Peu satisfait de ces raisonnements, Nigel insistait encore sur la promesse qu’il avait faite à son père : mais enfin son compagnon parut mécontent et disposé à lui imputer des soupçons injurieux et déshonorants. Lord Glenvarloch ne put résister à ce changement de ton : il se rappela qu’il devait beaucoup à Dalgarno, soit à cause des services et des preuves d’amitié qu’il avait reçus de son père, soit pour la manière franche dont le jeune homme était entré en liaison avec lui. Il n’avait aucune raison de persister à croire que la maison où ils allaient dîner fût du genre de celles dont son père lui avait défendu l’entrée : enfin il se sentait assez fort de sa résolution de ne jamais jouer à des jeux de hasard. Il apaisa donc lord Dalgarno en lui annonçant qu’il était prêt à le suivre ; et le jeune courtisan, reprenant immédiatement sa bonne humeur, recommença la description ampoulée et grotesque de l’établissement de M. de Beaujeu : il ne se tut qu’en arrivant à la porte du temple de l’hospitalité, auquel présidait cet éminent professeur.

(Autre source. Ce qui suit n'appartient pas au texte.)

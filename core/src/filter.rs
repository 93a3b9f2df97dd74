//! Per-step recursion and multi-repetition driver.
//!
//! One [`HazardFilter`] carries the state of a single repetition: the hazard
//! particle population, the auxiliary sign posterior, the running variance
//! estimate, and the scratch weight buffers. [`run_filter`] stacks several
//! independent repetitions over the same observation sequence into the
//! per-repetition, per-step sample grids of [`PosteriorSamples`].
//!
//! Each step proceeds through five stages: likelihood weighting of every
//! particle, selection of one particle as the step's posterior sample,
//! the variance update, changepoint reweighting when feedback reveals a
//! sign transition, and particle mutation. The variance update and the
//! reweighting both look one step ahead at the upcoming feedback label,
//! so [`HazardFilter::step`] takes the next label alongside the current one.

use crate::particle::ParticleSet;
use crate::resample::{pool_index, select_index};
use crate::{ChangeEvent, FilterConfig, FilterError, SignLabel, classify_change};

use nalgebra::DMatrix;
use rand::rngs::StdRng;
use rand::{Rng, SeedableRng};

/// Posterior over the two signed generative states.
///
/// The pair is kept explicitly rather than as a single probability because
/// the recursion multiplies the components by different likelihoods before
/// renormalizing; after [`SignBelief::from_components`] the pair sums to one.
#[derive(Debug, Clone, Copy, PartialEq)]
pub struct SignBelief {
    pub pos: f64,
    pub neg: f64,
}

impl SignBelief {
    /// Uninformative starting belief.
    pub fn even() -> SignBelief {
        SignBelief { pos: 0.5, neg: 0.5 }
    }

    /// One-step sign prediction for a particle with the given hazard.
    ///
    /// Without feedback the belief propagates through the two-state
    /// transition kernel; a signed feedback label pins the previous state
    /// and the prediction collapses to the hazard itself.
    pub fn predict(&self, label: SignLabel, hazard: f64) -> (f64, f64) {
        match label {
            SignLabel::Mixed => (
                (1.0 - hazard) * self.pos + hazard * self.neg,
                hazard * self.pos + (1.0 - hazard) * self.neg,
            ),
            SignLabel::Positive => (1.0 - hazard, hazard),
            SignLabel::Negative => (hazard, 1.0 - hazard),
        }
    }

    /// Normalize a pair of posterior components into a belief.
    ///
    /// The component sum must be strictly positive.
    pub fn from_components(pos: f64, neg: f64) -> SignBelief {
        let total = pos + neg;
        SignBelief {
            pos: pos / total,
            neg: neg / total,
        }
    }
}

/// Likelihoods of the two signed states under the logistic link.
///
/// `llr` is the log-likelihood ratio of the signed generators given the
/// observation, `x * mean_shift / variance`.
pub fn sign_likelihoods(llr: f64) -> (f64, f64) {
    let l_pos = 1.0 / (1.0 + (-llr).exp());
    (l_pos, 1.0 - l_pos)
}

/// Running estimate of the observation noise variance.
///
/// Accumulates squared residuals against the signed means into a sum that
/// starts at `pseudo_count * initial_noise_std^2`, so the initial guess
/// enters the ratio with `pseudo_count` observations' worth of weight and
/// the estimate after `n` steps is `sum / (pseudo_count + n)`.
#[derive(Debug, Clone, PartialEq)]
pub struct VarianceTracker {
    sum_squares: f64,
    pseudo_count: f64,
    steps: usize,
}

impl VarianceTracker {
    pub fn new(initial_noise_std: f64, pseudo_count: f64) -> VarianceTracker {
        VarianceTracker {
            sum_squares: pseudo_count * initial_noise_std * initial_noise_std,
            pseudo_count,
            steps: 0,
        }
    }

    /// Current variance estimate.
    pub fn variance(&self) -> f64 {
        self.sum_squares / (self.pseudo_count + self.steps as f64)
    }

    /// Fold in the residual for observation `x` and return the updated
    /// variance.
    ///
    /// The residual is keyed by the label of the upcoming step: a signed
    /// upcoming label fixes which generative mean produced `x`, while a
    /// `Mixed` upcoming label, or the end of the sequence, mixes the two
    /// squared residuals under the current sign posterior.
    pub fn update(
        &mut self,
        x: f64,
        mean_shift: f64,
        next_label: Option<SignLabel>,
        belief: SignBelief,
    ) -> f64 {
        let half = mean_shift / 2.0;
        let above = (x - half) * (x - half);
        let below = (x + half) * (x + half);
        self.sum_squares += match next_label {
            Some(SignLabel::Positive) => above,
            Some(SignLabel::Negative) => below,
            Some(SignLabel::Mixed) | None => belief.pos * above + belief.neg * below,
        };
        self.steps += 1;
        self.variance()
    }
}

/// Posterior sample emitted for one step of one repetition.
#[derive(Debug, Clone, Copy, PartialEq)]
pub struct StepSample {
    /// Normalized sign posterior of the selected particle.
    pub belief: SignBelief,
    /// Hazard carried by the selected particle.
    pub hazard: f64,
    /// Variance estimate after this step's residual.
    pub noise_variance: f64,
}

fn validate_pools(hazard_pool: &[f64], innovation_pool: &[f64]) -> Result<(), FilterError> {
    if hazard_pool.is_empty() {
        return Err(FilterError::EmptyHazardPool);
    }
    for &hazard in hazard_pool {
        if !(0.0..=1.0).contains(&hazard) {
            return Err(FilterError::HazardOutOfRange(hazard));
        }
    }
    if innovation_pool.is_empty() {
        return Err(FilterError::EmptyInnovationPool);
    }
    Ok(())
}

/// Single-repetition filter state.
///
/// Owns the particle population, the sign posterior, the variance tracker,
/// and the per-particle scratch buffers reused across steps; borrows the
/// two pools so repetitions can share them. The generator is owned so a
/// repetition is fully determined by the generator it was constructed with.
pub struct HazardFilter<'a, R: Rng> {
    mean_shift: f64,
    reset_rate: f64,
    hazard_pool: &'a [f64],
    innovation_pool: &'a [f64],
    particles: ParticleSet,
    belief: SignBelief,
    tracker: VarianceTracker,
    q_pos: Vec<f64>,
    q_neg: Vec<f64>,
    weights: Vec<f64>,
    step: usize,
    rng: R,
}

impl<'a, R: Rng> HazardFilter<'a, R> {
    /// Initialize a repetition: validate the inputs, draw the particle
    /// population from the hazard pool, and reset the posterior and the
    /// variance state.
    pub fn new(
        config: &FilterConfig,
        hazard_pool: &'a [f64],
        innovation_pool: &'a [f64],
        mut rng: R,
    ) -> Result<HazardFilter<'a, R>, FilterError> {
        config.validate()?;
        validate_pools(hazard_pool, innovation_pool)?;
        let particles = ParticleSet::from_prior(hazard_pool, config.num_particles, &mut rng);
        let count = particles.len();
        Ok(HazardFilter {
            mean_shift: config.mean_shift,
            reset_rate: config.reset_rate,
            hazard_pool,
            innovation_pool,
            particles,
            belief: SignBelief::even(),
            tracker: VarianceTracker::new(config.initial_noise_std, config.pseudo_count),
            q_pos: vec![0.0; count],
            q_neg: vec![0.0; count],
            weights: vec![0.0; count],
            step: 0,
            rng,
        })
    }

    /// Current sign posterior.
    pub fn belief(&self) -> SignBelief {
        self.belief
    }

    /// Current variance estimate.
    pub fn noise_variance(&self) -> f64 {
        self.tracker.variance()
    }

    /// Current particle population.
    pub fn particles(&self) -> &ParticleSet {
        &self.particles
    }

    /// Number of steps processed so far.
    pub fn steps(&self) -> usize {
        self.step
    }

    /// Advance the filter by one observation.
    ///
    /// `next_label` is the feedback label of the following step, or `None`
    /// at the end of the sequence. The observation is perturbed by one draw
    /// from the innovation pool before it enters the likelihood, so the
    /// value passed here is the raw sequence value.
    pub fn step(
        &mut self,
        observation: f64,
        label: SignLabel,
        next_label: Option<SignLabel>,
    ) -> Result<StepSample, FilterError> {
        let u = self.rng.random::<f64>();
        let x = observation + self.innovation_pool[pool_index(u, self.innovation_pool.len())];

        let llr = x * self.mean_shift / self.tracker.variance();
        let (l_pos, l_neg) = sign_likelihoods(llr);

        let mut total = 0.0;
        for (m, &hazard) in self.particles.hazards().iter().enumerate() {
            let (prior_pos, prior_neg) = self.belief.predict(label, hazard);
            let q_pos = l_pos * prior_pos;
            let q_neg = l_neg * prior_neg;
            self.q_pos[m] = q_pos;
            self.q_neg[m] = q_neg;
            self.weights[m] = q_pos + q_neg;
            total += q_pos + q_neg;
        }
        if !(total > 0.0) {
            return Err(FilterError::DegenerateWeights { step: self.step });
        }

        let u = self.rng.random::<f64>();
        let selected = select_index(&self.weights, total, u);
        let hazard = self.particles.get(selected);
        self.belief = SignBelief::from_components(self.q_pos[selected], self.q_neg[selected]);

        let noise_variance = self
            .tracker
            .update(x, self.mean_shift, next_label, self.belief);

        // A revealed sign transition replaces the likelihood weights with
        // each particle's own probability of that transition; without
        // feedback on both sides the likelihood weights stay in place.
        match classify_change(label, next_label) {
            Some(ChangeEvent::Persisted) => {
                total = 0.0;
                for (weight, &hazard) in self.weights.iter_mut().zip(self.particles.hazards()) {
                    *weight = 1.0 - hazard;
                    total += *weight;
                }
            }
            Some(ChangeEvent::Changed) => {
                total = 0.0;
                for (weight, &hazard) in self.weights.iter_mut().zip(self.particles.hazards()) {
                    *weight = hazard;
                    total += *weight;
                }
            }
            None => {}
        }
        if self.reset_rate < 1.0 && !(total > 0.0) {
            return Err(FilterError::DegenerateWeights { step: self.step });
        }
        self.particles.mutate(
            self.hazard_pool,
            &self.weights,
            total,
            self.reset_rate,
            &mut self.rng,
        );

        self.step += 1;
        Ok(StepSample {
            belief: self.belief,
            hazard,
            noise_variance,
        })
    }
}

/// Posterior samples for every repetition and step.
///
/// Each matrix has one row per repetition and one column per step; cell
/// `(r, n)` holds repetition `r`'s sample at step `n` and is written exactly
/// once.
#[derive(Debug, Clone, PartialEq)]
pub struct PosteriorSamples {
    /// Positive-sign posterior component of the selected particle.
    pub pos_belief: DMatrix<f64>,
    /// Negative-sign posterior component of the selected particle.
    pub neg_belief: DMatrix<f64>,
    /// Hazard of the selected particle.
    pub hazard: DMatrix<f64>,
    /// Variance estimate after the step's residual.
    pub noise_variance: DMatrix<f64>,
}

impl PosteriorSamples {
    fn zeros(repetitions: usize, steps: usize) -> PosteriorSamples {
        PosteriorSamples {
            pos_belief: DMatrix::zeros(repetitions, steps),
            neg_belief: DMatrix::zeros(repetitions, steps),
            hazard: DMatrix::zeros(repetitions, steps),
            noise_variance: DMatrix::zeros(repetitions, steps),
        }
    }

    pub fn num_repetitions(&self) -> usize {
        self.hazard.nrows()
    }

    pub fn num_steps(&self) -> usize {
        self.hazard.ncols()
    }

    /// Mean hazard sample across repetitions at one step.
    pub fn mean_hazard_at(&self, step: usize) -> f64 {
        self.hazard.column(step).mean()
    }

    /// Mean variance estimate across repetitions at one step.
    pub fn mean_variance_at(&self, step: usize) -> f64 {
        self.noise_variance.column(step).mean()
    }
}

/// Run the full estimator: `config.num_repetitions` independent repetitions
/// over the same observation sequence.
///
/// Repetition `r` runs on its own generator seeded with `config.seed + r`,
/// so the output is reproducible as a whole and each repetition is
/// reproducible on its own. Inputs are validated before any repetition
/// starts; an empty observation sequence is valid and produces matrices
/// with zero columns.
pub fn run_filter(
    config: &FilterConfig,
    observations: &[f64],
    sign_labels: &[SignLabel],
    hazard_pool: &[f64],
    innovation_pool: &[f64],
) -> Result<PosteriorSamples, FilterError> {
    config.validate()?;
    validate_pools(hazard_pool, innovation_pool)?;
    if observations.len() != sign_labels.len() {
        return Err(FilterError::LengthMismatch {
            observations: observations.len(),
            labels: sign_labels.len(),
        });
    }

    let steps = observations.len();
    let mut samples = PosteriorSamples::zeros(config.num_repetitions, steps);
    for rep in 0..config.num_repetitions {
        let rng = StdRng::seed_from_u64(config.seed.wrapping_add(rep as u64));
        let mut filter = HazardFilter::new(config, hazard_pool, innovation_pool, rng)?;
        for n in 0..steps {
            let next_label = sign_labels.get(n + 1).copied();
            let sample = filter.step(observations[n], sign_labels[n], next_label)?;
            samples.pos_belief[(rep, n)] = sample.belief.pos;
            samples.neg_belief[(rep, n)] = sample.belief.neg;
            samples.hazard[(rep, n)] = sample.hazard;
            samples.noise_variance[(rep, n)] = sample.noise_variance;
        }
    }
    Ok(samples)
}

  1. Traduction libre des vers suivants de l’Othello de Shakspeare :
    Milord, beware of Jalousy…
    It is the green eyed monster which doth make
    The meat it feeds on.
    a. m.

  2. Mot à mot :Entraînant deux vases entre ses rives débordées, un fleuve, etc. Flavii Aviani fab. XI.
  3. La vieille enfumée, nom que les Écossais donnent à Édimbourg. a. m.
  4. Différents noms du Jeu de cartes. a. m.